The Barb may have had more influence on the racing breeds throughout the world than any other horse except the Arabian. Berber invaders from North Africa took their horses, the forerunners of today's Barbs, to Europe from the early eighth century onwards. Once established with settlers on the Iberian Peninsula, the Barb horse was bred with Spanish stock under 300 years of Umayyad patronage to develop the Andalusian (and the Lusitano).

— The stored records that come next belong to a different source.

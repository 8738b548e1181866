//! Create/update/delete of collab records from resolved edits

use serde_json::Value;
use tracing::debug;

use super::CollabConfig;
use crate::command::{EditSet, ResolvedEdit};
use crate::error::{SigexError, SigexResult};
use crate::schema::CollabSchema;
use crate::storage::CollabStore;

/// What a successful `apply` did
#[derive(Debug, Clone, PartialEq)]
pub enum ApplyOutcome {
    Created(CollabConfig),
    Updated(CollabConfig),
}

impl ApplyOutcome {
    /// The record as persisted
    #[must_use]
    pub fn config(&self) -> &CollabConfig {
        match self {
            Self::Created(config) | Self::Updated(config) => config,
        }
    }
}

/// Enforces the identity rules for collab records on top of a store
///
/// A record's name never changes and its api never changes. Nothing is
/// written unless the whole edit validates.
pub struct CollabMediator<'s, S: CollabStore> {
    store: &'s S,
}

impl<'s, S: CollabStore> CollabMediator<'s, S> {
    pub fn new(store: &'s S) -> Self {
        Self { store }
    }

    /// All records, ordered by name
    ///
    /// # Errors
    /// Returns an error if the store cannot be read
    pub fn list(&self) -> SigexResult<Vec<CollabConfig>> {
        Ok(self.store.list()?)
    }

    /// Apply a resolved edit against the record of `schema`'s API
    ///
    /// # Errors
    /// - `DuplicateCollab` when creating over an existing name
    /// - `CrossApi` when the stored record or the edit names another API
    /// - `EditTargetMissing` when editing a record that does not exist
    /// - `MissingField`/`InvalidValue` when the edit does not fit the schema
    pub fn apply(&self, schema: &CollabSchema, edit: &ResolvedEdit) -> SigexResult<ApplyOutcome> {
        match (self.store.find(&edit.identifier)?, edit.is_create) {
            (Some(_), true) => Err(SigexError::DuplicateCollab(edit.identifier.clone())),
            (Some(existing), false) => self.update(schema, existing, &edit.edit_set),
            (None, true) => self.create(schema, &edit.edit_set),
            (None, false) => Err(SigexError::EditTargetMissing(edit.identifier.clone())),
        }
    }

    /// Create a record for something fetched from a remote API
    ///
    /// The record is always created enabled and named `name`.
    ///
    /// # Errors
    /// Returns `DuplicateCollab` if the name is taken, or a schema error if
    /// the fields do not construct a valid record
    pub fn import(
        &self,
        name: &str,
        schema: &CollabSchema,
        fields: EditSet,
    ) -> SigexResult<CollabConfig> {
        if self.store.find(name)?.is_some() {
            return Err(SigexError::DuplicateCollab(name.to_string()));
        }

        let mut edit_set = fields;
        edit_set.set("name", Value::String(name.to_string()));
        edit_set.set("enabled", Value::Bool(true));
        edit_set.set("api", Value::String(schema.api.clone()));

        match self.create(schema, &edit_set)? {
            ApplyOutcome::Created(config) | ApplyOutcome::Updated(config) => Ok(config),
        }
    }

    /// Delete a record by name
    ///
    /// # Errors
    /// Returns `CollabNotFound` if there is no such record
    pub fn delete(&self, name: &str) -> SigexResult<CollabConfig> {
        let existing = self
            .store
            .find(name)?
            .ok_or_else(|| SigexError::CollabNotFound(name.to_string()))?;

        if !self.store.delete(&existing)? {
            return Err(SigexError::CollabNotFound(name.to_string()));
        }

        debug!(collab = %existing.name, api = %existing.api, "Deleted collab");
        Ok(existing)
    }

    fn create(&self, schema: &CollabSchema, edit_set: &EditSet) -> SigexResult<ApplyOutcome> {
        let config = CollabConfig::construct(schema, edit_set)?;
        self.store.create(&config)?;

        debug!(collab = %config.name, api = %config.api, "Created collab");
        Ok(ApplyOutcome::Created(config))
    }

    fn update(
        &self,
        schema: &CollabSchema,
        existing: CollabConfig,
        edit_set: &EditSet,
    ) -> SigexResult<ApplyOutcome> {
        if existing.api != schema.api {
            return Err(SigexError::CrossApi {
                existing: existing.api,
                target: schema.api.clone(),
            });
        }

        let mut config = existing;
        for (field, value) in edit_set.iter() {
            config.assign(schema, field, value.clone())?;
        }
        self.store.update(&config)?;

        debug!(
            collab = %config.name,
            api = %config.api,
            fields = ?edit_set.keys().collect::<Vec<_>>(),
            "Updated collab"
        );
        Ok(ApplyOutcome::Updated(config))
    }
}

#[cfg(test)]
mod tests {
    use super::*;
    use crate::schema::{FieldSpec, TypeTag};
    use crate::storage::{Database, SqliteCollabStore};
    use serde_json::json;

    fn schema() -> CollabSchema {
        CollabSchema::new("demo").field(FieldSpec::required("group", TypeTag::Int))
    }

    fn resolved(identifier: &str, is_create: bool, pairs: &[(&str, Value)]) -> ResolvedEdit {
        let mut edit_set = EditSet::new();
        if is_create {
            edit_set.set("name", json!(identifier));
            edit_set.set("enabled", json!(true));
            edit_set.set("api", json!("demo"));
        }
        for (k, v) in pairs {
            edit_set.set(*k, v.clone());
        }
        ResolvedEdit {
            identifier: identifier.to_string(),
            edit_set,
            is_create,
        }
    }

    #[test]
    fn test_create_then_update() {
        let db = Database::in_memory().unwrap();
        let store = SqliteCollabStore::new(db.connection());
        let mediator = CollabMediator::new(&store);

        let created = mediator
            .apply(&schema(), &resolved("c1", true, &[("group", json!(1))]))
            .unwrap();
        assert!(matches!(created, ApplyOutcome::Created(_)));

        let updated = mediator
            .apply(&schema(), &resolved("c1", false, &[("group", json!(2))]))
            .unwrap();
        assert!(matches!(updated, ApplyOutcome::Updated(_)));
        assert_eq!(updated.config().attribute("group"), Some(&json!(2)));
        assert_eq!(store.find("c1").unwrap().unwrap().attribute("group"), Some(&json!(2)));
    }

    #[test]
    fn test_edit_missing_hints_create() {
        let db = Database::in_memory().unwrap();
        let store = SqliteCollabStore::new(db.connection());
        let mediator = CollabMediator::new(&store);

        let err = mediator
            .apply(&schema(), &resolved("ghost", false, &[("group", json!(1))]))
            .unwrap_err();
        assert!(err.to_string().contains("--create"));
        assert!(store.list().unwrap().is_empty());
    }

    #[test]
    fn test_failed_update_leaves_record() {
        let db = Database::in_memory().unwrap();
        let store = SqliteCollabStore::new(db.connection());
        let mediator = CollabMediator::new(&store);

        mediator
            .apply(&schema(), &resolved("c1", true, &[("group", json!(1))]))
            .unwrap();
        let before = store.find("c1").unwrap();

        // enabled flips first, then group fails; nothing may be written
        let err = mediator
            .apply(
                &schema(),
                &resolved("c1", false, &[("enabled", json!(false)), ("group", json!("x"))]),
            )
            .unwrap_err();
        assert!(matches!(err, SigexError::InvalidValue { .. }));
        assert_eq!(store.find("c1").unwrap(), before);
    }

    #[test]
    fn test_delete_missing() {
        let db = Database::in_memory().unwrap();
        let store = SqliteCollabStore::new(db.connection());
        let mediator = CollabMediator::new(&store);

        assert!(matches!(
            mediator.delete("nope"),
            Err(SigexError::CollabNotFound(_))
        ));
    }
}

The Barb horses were valued by other Europeans, including the Italians, whose noble families established large racing stables. During the sixteenth century, Henry VIII purchased a number of Barbary horses from Federico Gonzaga of Mantua, importing seven mares and a stallion. He continued to buy other Barbs and Andalusians. After the Royal Stables were sold off under Cromwell, private owners in England continued to value the Barbs and used them to develop the Thoroughbred.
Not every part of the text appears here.